I’m excited about the first meetup that is happening later this week. I have 16 people who said yes and no real experience running meetup communities.
But hey, I’m a capable individual with lots of skills, I’ll figure it out.
Hackathons
So far this year (February), I have done 2 hackathons, one was a casual at my own place, the second one was the Dublin Air Quality Data Hack and I’m signed up for another one: Techstars Startup Weekend Women Dublin.
It is pretty thrilling, even though pretty exhausting.
My experience so far was great, it feels like I’m back in my early twenties.
Not yet started
And there is so much more…
Let’s give you a taste of domains I have bought recently:
- myworkoutlist.com
- mobilitytutor.com
- healthyelbows.com
- myweblimits.com <- this is for a new pivot of watchlimits.com
I also still have studytimer.org with nothing on it!
Summary
I think it’s important to know what game you are playing. Sometimes it’s scaling your business and persisting through setbacks. Sometimes it’s fun & exploration.
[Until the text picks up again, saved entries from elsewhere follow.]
//! Test doubles for the server and renderer collaborators
//!
//! [`FakeServer`] is an in-memory [`VarServer`] that records every call made
//! against it, and [`RecordingRenderer`] echoes its input while recording it.
//! Together they let registration and dispatch be exercised without a socket
//! or real templates.
//!
//! ```
//! use filevars::server::{VarHandle, VarServer};
//! use filevars::testing::FakeServer;
//!
//! let mut server = FakeServer::new().with_variable("/sys/test/info", 1);
//! assert_eq!(server.resolve("/sys/test/info"), VarHandle::new(1));
//!
//! let token = server.print_request(VarHandle::new(1));
//! let session = server.begin_print(token).unwrap();
//! server.end_print(token, session.sink).unwrap();
//! assert_eq!(server.released_tokens(), vec![token]);
//! ```

use std::collections::HashMap;
use std::io::{self, Read, Write};

use crossbeam_channel::{unbounded, Receiver, Sender};
use parking_lot::Mutex;

use crate::server::{
    Notification, NotifyKind, PrintSession, ServerError, Token, VarHandle, VarServer,
};
use crate::template::TemplateRenderer;

/// In-memory variable server
#[derive(Debug)]
pub struct FakeServer {
    names: HashMap<String, VarHandle>,
    subscriptions: Vec<(VarHandle, NotifyKind)>,
    /// Print requests that have been queued but not yet begun
    pending: HashMap<Token, VarHandle>,
    begun: Vec<Token>,
    released: Vec<(Token, Vec<u8>)>,
    tx: Option<Sender<Notification>>,
    rx: Receiver<Notification>,
    next_token: u64,
    close_count: usize,
}

impl Default for FakeServer {
    fn default() -> Self {
        Self::new()
    }
}

impl FakeServer {
    pub fn new() -> Self {
        let (tx, rx) = unbounded();
        Self {
            names: HashMap::new(),
            subscriptions: Vec::new(),
            pending: HashMap::new(),
            begun: Vec::new(),
            released: Vec::new(),
            tx: Some(tx),
            rx,
            next_token: 1,
            close_count: 0,
        }
    }

    /// Make `name` resolvable to the handle `raw`
    pub fn with_variable(mut self, name: impl Into<String>, raw: u32) -> Self {
        self.names.insert(name.into(), VarHandle::new(raw));
        self
    }

    /// Queue a print request for `handle`, as if a reader opened it
    pub fn print_request(&mut self, handle: VarHandle) -> Token {
        let token = self.next_token();
        self.pending.insert(token, handle);
        self.send(Notification::print(token));
        token
    }

    /// Queue a notification of another kind
    pub fn notify(&mut self, kind: NotifyKind) -> Token {
        let token = self.next_token();
        self.send(Notification { kind, token });
        token
    }

    /// Stop delivering notifications once the queue drains
    pub fn hang_up(&mut self) {
        self.tx = None;
    }

    pub fn subscriptions(&self) -> &[(VarHandle, NotifyKind)] {
        &self.subscriptions
    }

    /// Tokens whose print session was opened, in order
    pub fn begun(&self) -> &[Token] {
        &self.begun
    }

    /// Sinks handed back through `end_print`, with everything written to them
    pub fn released(&self) -> &[(Token, Vec<u8>)] {
        &self.released
    }

    pub fn released_tokens(&self) -> Vec<Token> {
        self.released.iter().map(|(token, _)| *token).collect()
    }

    /// Output written during the print session for `token`
    pub fn output(&self, token: Token) -> Option<&[u8]> {
        self.released
            .iter()
            .find(|(t, _)| *t == token)
            .map(|(_, out)| out.as_slice())
    }

    pub fn close_count(&self) -> usize {
        self.close_count
    }

    fn next_token(&mut self) -> Token {
        let token = Token::new(self.next_token);
        self.next_token += 1;
        token
    }

    fn send(&self, notification: Notification) {
        if let Some(tx) = &self.tx {
            // the receiver lives in `self`, so this cannot disconnect
            let _ = tx.send(notification);
        }
    }
}

impl VarServer for FakeServer {
    type Sink = Vec<u8>;

    fn resolve(&self, name: &str) -> VarHandle {
        self.names.get(name).copied().unwrap_or(VarHandle::INVALID)
    }

    fn subscribe(&mut self, handle: VarHandle, kind: NotifyKind) -> Result<(), ServerError> {
        self.subscriptions.push((handle, kind));
        if handle.is_valid() {
            Ok(())
        } else {
            Err(ServerError::InvalidHandle)
        }
    }

    fn notifications(&self) -> Receiver<Notification> {
        self.rx.clone()
    }

    fn begin_print(&mut self, token: Token) -> Result<PrintSession<Vec<u8>>, ServerError> {
        let handle = self
            .pending
            .remove(&token)
            .ok_or(ServerError::UnknownToken(token))?;
        self.begun.push(token);
        Ok(PrintSession {
            handle,
            sink: Vec::new(),
        })
    }

    fn end_print(&mut self, token: Token, sink: Vec<u8>) -> Result<(), ServerError> {
        self.released.push((token, sink));
        Ok(())
    }

    fn close(&mut self) {
        self.close_count += 1;
        self.tx = None;
    }
}

/// Renderer that copies its input to the sink unchanged and records it
#[derive(Debug, Default)]
pub struct RecordingRenderer {
    calls: Mutex<Vec<String>>,
}

impl RecordingRenderer {
    pub fn new() -> Self {
        Self::default()
    }

    /// Inputs received so far, in order
    pub fn calls(&self) -> Vec<String> {
        self.calls.lock().clone()
    }
}

impl TemplateRenderer for RecordingRenderer {
    fn render(&self, input: &mut dyn Read, sink: &mut dyn Write) -> io::Result<()> {
        let mut text = String::new();
        input.read_to_string(&mut text)?;
        sink.write_all(text.as_bytes())?;
        self.calls.lock().push(text);
        Ok(())
    }
}
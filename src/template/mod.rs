//! Template rendering for file variables
//!
//! A template file is literal text with `${name}` references to other
//! variables. Rendering replaces each reference with the variable's current
//! value; `$$` produces a literal `$`.
//!
//! # Example
//!
//! ```text
//! hostname: ${/sys/hostname}
//! uptime:   ${/sys/uptime} seconds
//! ```

pub mod lexer;
mod render;

pub use render::{expand, SubstitutionRenderer, TemplateRenderer, VarSource};
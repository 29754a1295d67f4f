//! Termination signal handling
//!
//! SIGINT and SIGTERM do not touch the server connection themselves. They fire
//! a [`ShutdownTrigger`]; the dispatch loop notices at its wait point, closes
//! the connection on its own thread and returns.
//!
//! Termination is still guaranteed when the loop is stuck: a second signal,
//! or the loop failing to stop within the grace period, exits the process.

use std::process;
use std::sync::atomic::{AtomicBool, Ordering};
use std::sync::Arc;
use std::thread;
use std::time::Duration;

use crossbeam_channel::{bounded, Receiver, Sender};
use tracing::{debug, error, warn};

/// How long the dispatch loop has to stop after the first signal
pub const SHUTDOWN_GRACE: Duration = Duration::from_secs(3);

/// Sending half of the shutdown channel
#[derive(Debug, Clone)]
pub struct ShutdownTrigger {
    tx: Sender<()>,
    fired: Arc<AtomicBool>,
}

impl ShutdownTrigger {
    /// Request shutdown. Repeated calls are harmless.
    pub fn trigger(&self) {
        if !self.fired.swap(true, Ordering::SeqCst) {
            // capacity 1: a pending wakeup is already enough
            let _ = self.tx.try_send(());
        }
    }

    pub fn is_triggered(&self) -> bool {
        self.fired.load(Ordering::SeqCst)
    }
}

/// Create a shutdown trigger and the receiver the dispatch loop waits on
pub fn channel() -> (ShutdownTrigger, Receiver<()>) {
    let (tx, rx) = bounded(1);
    let trigger = ShutdownTrigger {
        tx,
        fired: Arc::new(AtomicBool::new(false)),
    };
    (trigger, rx)
}

/// Route SIGINT and SIGTERM to `trigger`, exiting with status 1 if the loop
/// has not stopped `grace` after the first signal
pub fn install(trigger: ShutdownTrigger, grace: Duration) -> Result<(), ctrlc::Error> {
    ctrlc::set_handler(move || on_signal(&trigger, grace, force_exit))
}

fn force_exit() {
    error!("abnormal termination of filevars");
    process::exit(1);
}

fn on_signal<F>(trigger: &ShutdownTrigger, grace: Duration, exit: F)
where
    F: FnOnce() + Send + 'static,
{
    if trigger.is_triggered() {
        warn!("termination signal repeated");
        exit();
        return;
    }

    debug!("termination signal received");
    trigger.trigger();

    let watchdog = thread::Builder::new()
        .name("filevars-shutdown".to_string())
        .spawn(move || {
            thread::sleep(grace);
            warn!(?grace, "dispatch loop did not stop in time");
            exit();
        });
    if let Err(e) = watchdog {
        warn!(error = %e, "could not start shutdown watchdog");
    }
}
//! Lexer for template files using logos

use logos::Logos;

/// Byte range in template text
pub type Span = std::ops::Range<usize>;

#[derive(Logos, Debug, Clone, PartialEq)]
pub enum Token {
    /// `${name}` reference; carries the variable name
    #[regex(r"\$\{[^{}$ \t\r\n]+\}", |lex| {
        let s = lex.slice();
        s[2..s.len() - 1].to_string()
    })]
    Var(String),

    /// `$$`, written out as a single `$`
    #[token("$$")]
    EscapedDollar,

    /// A `$` that does not start a reference
    #[token("$")]
    Dollar,

    /// Literal text
    #[regex(r"[^$]+")]
    Text,
}

/// Lex template text into tokens with spans.
///
/// Every byte of the input is covered by some token, so unrecognised input
/// is passed through as [`Token::Text`].
pub fn lex(input: &str) -> impl Iterator<Item = (Token, Span)> + '_ {
    Token::lexer(input)
        .spanned()
        .map(|(tok, span)| (tok.unwrap_or(Token::Text), span))
}
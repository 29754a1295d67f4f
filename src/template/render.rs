//! Template expansion

use std::collections::{BTreeMap, HashMap};
use std::io::{self, Read, Write};
use std::sync::Arc;

use tracing::debug;

use super::lexer::{lex, Token};

/// Source of live variable values for template expansion
pub trait VarSource {
    /// Current value of the named variable, if it exists
    fn value(&self, name: &str) -> Option<String>;
}

impl VarSource for HashMap<String, String> {
    fn value(&self, name: &str) -> Option<String> {
        self.get(name).cloned()
    }
}

impl VarSource for BTreeMap<String, String> {
    fn value(&self, name: &str) -> Option<String> {
        self.get(name).cloned()
    }
}

impl<T: VarSource + ?Sized> VarSource for Arc<T> {
    fn value(&self, name: &str) -> Option<String> {
        (**self).value(name)
    }
}

impl<T: VarSource + ?Sized> VarSource for &T {
    fn value(&self, name: &str) -> Option<String> {
        (**self).value(name)
    }
}

/// Renders an opened template file into a print session's sink
pub trait TemplateRenderer {
    fn render(&self, input: &mut dyn Read, sink: &mut dyn Write) -> io::Result<()>;
}

/// Expand `${name}` references in `template`, writing the result to `out`.
///
/// References to unknown variables are written out unchanged.
pub fn expand<V>(template: &str, values: &V, out: &mut dyn Write) -> io::Result<()>
where
    V: VarSource + ?Sized,
{
    for (token, span) in lex(template) {
        match token {
            Token::Var(name) => match values.value(&name) {
                Some(value) => out.write_all(value.as_bytes())?,
                None => {
                    debug!(var = %name, "unknown template variable");
                    out.write_all(template[span].as_bytes())?;
                }
            },
            Token::EscapedDollar | Token::Dollar => out.write_all(b"$")?,
            Token::Text => out.write_all(template[span].as_bytes())?,
        }
    }
    Ok(())
}

/// Renderer that substitutes `${name}` references from a [`VarSource`]
#[derive(Debug, Clone)]
pub struct SubstitutionRenderer<V> {
    values: V,
}

impl<V: VarSource> SubstitutionRenderer<V> {
    pub fn new(values: V) -> Self {
        Self { values }
    }

    pub fn values(&self) -> &V {
        &self.values
    }
}

impl<V: VarSource> TemplateRenderer for SubstitutionRenderer<V> {
    fn render(&self, input: &mut dyn Read, sink: &mut dyn Write) -> io::Result<()> {
        let mut raw = Vec::new();
        input.read_to_end(&mut raw)?;
        let template = String::from_utf8_lossy(&raw);
        expand(&template, &self.values, sink)?;
        sink.flush()
    }
}
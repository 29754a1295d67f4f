//! Configuration file loading
//!
//! The configuration lists which variables map to which template files, plus
//! the settings of the bundled local variable server. JSON is the primary
//! format; files ending in `.toml` are read as TOML.
//!
//! ```json
//! {
//!     "config": [
//!         { "var": "/sys/test/info", "file": "/etc/filevars/info.tmpl" }
//!     ],
//!     "server": {
//!         "socket": "/run/filevars.sock",
//!         "variables": { "/sys/test/info": "", "/sys/hostname": "box-1" }
//!     }
//! }
//! ```

use std::collections::BTreeMap;
use std::path::{Path, PathBuf};
use std::time::Duration;

use serde::Deserialize;

use crate::error::ConfigError;

/// Default capacity of the notification queue between listener and loop
pub const DEFAULT_QUEUE_DEPTH: usize = 16;

/// Default time a print session may block writing to a stalled reader
pub const DEFAULT_WRITE_TIMEOUT_SECS: u64 = 5;

/// One `{ "var": ..., "file": ... }` mapping.
///
/// Both fields are optional at parse time so that one malformed entry does
/// not reject the whole file; registration reports it instead.
#[derive(Debug, Clone, Default, PartialEq, Eq, Deserialize)]
pub struct FileVarDecl {
    #[serde(default)]
    pub var: Option<String>,
    #[serde(default)]
    pub file: Option<String>,
}

impl FileVarDecl {
    pub fn new(var: impl Into<String>, file: impl Into<String>) -> Self {
        Self {
            var: Some(var.into()),
            file: Some(file.into()),
        }
    }
}

/// Settings for the bundled local variable server
#[derive(Debug, Clone, PartialEq, Eq, Deserialize)]
#[serde(default)]
pub struct ServerConfig {
    /// Unix socket readers connect to
    pub socket: PathBuf,
    /// Maximum number of print requests buffered ahead of the dispatch loop
    pub queue_depth: usize,
    /// Seconds a single write to a reader may block before the print is
    /// abandoned
    pub write_timeout_secs: u64,
    /// Variables known to the server and their current values
    pub variables: BTreeMap<String, String>,
}

impl Default for ServerConfig {
    fn default() -> Self {
        Self {
            socket: std::env::temp_dir().join("filevars.sock"),
            queue_depth: DEFAULT_QUEUE_DEPTH,
            write_timeout_secs: DEFAULT_WRITE_TIMEOUT_SECS,
            variables: BTreeMap::new(),
        }
    }
}

impl ServerConfig {
    pub fn with_socket(mut self, socket: impl Into<PathBuf>) -> Self {
        self.socket = socket.into();
        self
    }

    pub fn with_queue_depth(mut self, depth: usize) -> Self {
        self.queue_depth = depth;
        self
    }

    pub fn with_write_timeout_secs(mut self, secs: u64) -> Self {
        self.write_timeout_secs = secs;
        self
    }

    /// Write timeout applied to parked print sessions; never zero
    pub fn write_timeout(&self) -> Duration {
        Duration::from_secs(self.write_timeout_secs.max(1))
    }

    pub fn with_variable(mut self, name: impl Into<String>, value: impl Into<String>) -> Self {
        self.variables.insert(name.into(), value.into());
        self
    }
}

/// Top-level configuration document
#[derive(Debug, Clone, Default, PartialEq, Eq, Deserialize)]
pub struct FileVarsConfig {
    /// File variable mappings, in document order
    #[serde(default)]
    pub config: Vec<FileVarDecl>,
    #[serde(default)]
    pub server: ServerConfig,
}

impl FileVarsConfig {
    /// Load a configuration file, choosing the format from its extension
    pub fn from_file(path: &Path) -> Result<Self, ConfigError> {
        let text = std::fs::read_to_string(path).map_err(|error| ConfigError::Io {
            path: path.to_path_buf(),
            error,
        })?;
        let name = path.display().to_string();
        let is_toml = path
            .extension()
            .is_some_and(|ext| ext.eq_ignore_ascii_case("toml"));

        if is_toml {
            Self::parse_toml(&name, text)
        } else {
            Self::parse_json(&name, text)
        }
    }

    /// Parse a JSON configuration document
    pub fn from_json_str(text: &str) -> Result<Self, ConfigError> {
        Self::parse_json("<config>", text.to_string())
    }

    /// Parse a TOML configuration document
    pub fn from_toml_str(text: &str) -> Result<Self, ConfigError> {
        Self::parse_toml("<config>", text.to_string())
    }

    fn parse_json(name: &str, text: String) -> Result<Self, ConfigError> {
        match serde_json::from_str(&text) {
            Ok(config) => Ok(config),
            Err(error) => Err(ConfigError::Json {
                name: name.to_string(),
                text,
                error,
            }),
        }
    }

    fn parse_toml(name: &str, text: String) -> Result<Self, ConfigError> {
        match toml::from_str(&text) {
            Ok(config) => Ok(config),
            Err(error) => Err(ConfigError::Toml {
                name: name.to_string(),
                text,
                error,
            }),
        }
    }
}

#[cfg(test)]
mod tests {
    use super::*;
    use pretty_assertions::assert_eq;

    #[test]
    fn test_parse_json_mappings_in_order() {
        let config = FileVarsConfig::from_json_str(
            r#"{"config": [
                {"var": "/sys/test/info", "file": "/tmp/t.tmpl"},
                {"var": "/sys/test/other", "file": "other.tmpl"}
            ]}"#,
        )
        .expect("Should parse");

        assert_eq!(
            config.config,
            vec![
                FileVarDecl::new("/sys/test/info", "/tmp/t.tmpl"),
                FileVarDecl::new("/sys/test/other", "other.tmpl"),
            ]
        );
        assert_eq!(config.server, ServerConfig::default());
    }

    #[test]
    fn test_parse_json_entry_missing_file() {
        let config = FileVarsConfig::from_json_str(r#"{"config": [{"var": "/sys/a"}]}"#)
            .expect("Should parse");
        assert_eq!(config.config[0].var.as_deref(), Some("/sys/a"));
        assert_eq!(config.config[0].file, None);
    }

    #[test]
    fn test_parse_json_server_section() {
        let config = FileVarsConfig::from_json_str(
            r#"{
                "config": [],
                "server": {
                    "socket": "/run/fv.sock",
                    "variables": {"/sys/hostname": "box-1"}
                }
            }"#,
        )
        .expect("Should parse");

        assert_eq!(config.server.socket, PathBuf::from("/run/fv.sock"));
        assert_eq!(config.server.queue_depth, DEFAULT_QUEUE_DEPTH);
        assert_eq!(
            config.server.variables.get("/sys/hostname").map(String::as_str),
            Some("box-1")
        );
    }

    #[test]
    fn test_parse_toml() {
        let config = FileVarsConfig::from_toml_str(
            r#"
[[config]]
var = "/sys/test/info"
file = "/tmp/t.tmpl"

[server]
queue_depth = 4

[server.variables]
"/sys/test/info" = ""
"#,
        )
        .expect("Should parse");

        assert_eq!(config.config, vec![FileVarDecl::new("/sys/test/info", "/tmp/t.tmpl")]);
        assert_eq!(config.server.queue_depth, 4);
        assert_eq!(config.server.write_timeout_secs, DEFAULT_WRITE_TIMEOUT_SECS);
        assert!(config.server.variables.contains_key("/sys/test/info"));
    }

    #[test]
    fn test_write_timeout_never_zero() {
        let config = FileVarsConfig::from_json_str(r#"{"server": {"write_timeout_secs": 0}}"#)
            .expect("Should parse");
        assert_eq!(config.server.write_timeout_secs, 0);
        assert_eq!(config.server.write_timeout(), Duration::from_secs(1));
    }

    #[test]
    fn test_invalid_json_error() {
        let result = FileVarsConfig::from_json_str("{\"config\": [");
        assert!(matches!(result, Err(ConfigError::Json { .. })));
    }

    #[test]
    fn test_invalid_toml_error() {
        let result = FileVarsConfig::from_toml_str("config = {{{{");
        assert!(matches!(result, Err(ConfigError::Toml { .. })));
    }

    #[test]
    fn test_from_file_picks_format_by_extension() {
        let dir = tempfile::tempdir().expect("tempdir");
        let toml_path = dir.path().join("filevars.toml");
        std::fs::write(&toml_path, "[[config]]\nvar = \"a\"\nfile = \"b\"\n").expect("write");
        let json_path = dir.path().join("filevars.json");
        std::fs::write(&json_path, r#"{"config": [{"var": "a", "file": "b"}]}"#).expect("write");

        let from_toml = FileVarsConfig::from_file(&toml_path).expect("Should parse TOML");
        let from_json = FileVarsConfig::from_file(&json_path).expect("Should parse JSON");
        assert_eq!(from_toml.config, from_json.config);
    }

    #[test]
    fn test_from_file_missing() {
        let result = FileVarsConfig::from_file(Path::new("/nonexistent/filevars.json"));
        assert!(matches!(result, Err(ConfigError::Io { .. })));
    }
}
For now I will focus on having the most fun I can while keeping it sustainable and avoiding grinding myself down. So there will be a lot of things, but progress on any individual thing might be slow. I will also take days off work to compensate for intense hackathon or side project weekends to keep my overall load reasonable.
This choice has its tradeoffs. It’s the opposite of focusing and building momentum on a single project. I will do a lot of crappy things, I won’t have time to finish them off properly.
I expect that this free exploration phase will expand my horizons and will make me better at prototyping and getting things done (I will also have lots of code to copy paste from ;) )!
And if I find something very promising, I might switch back to the exploit mode and focus for real.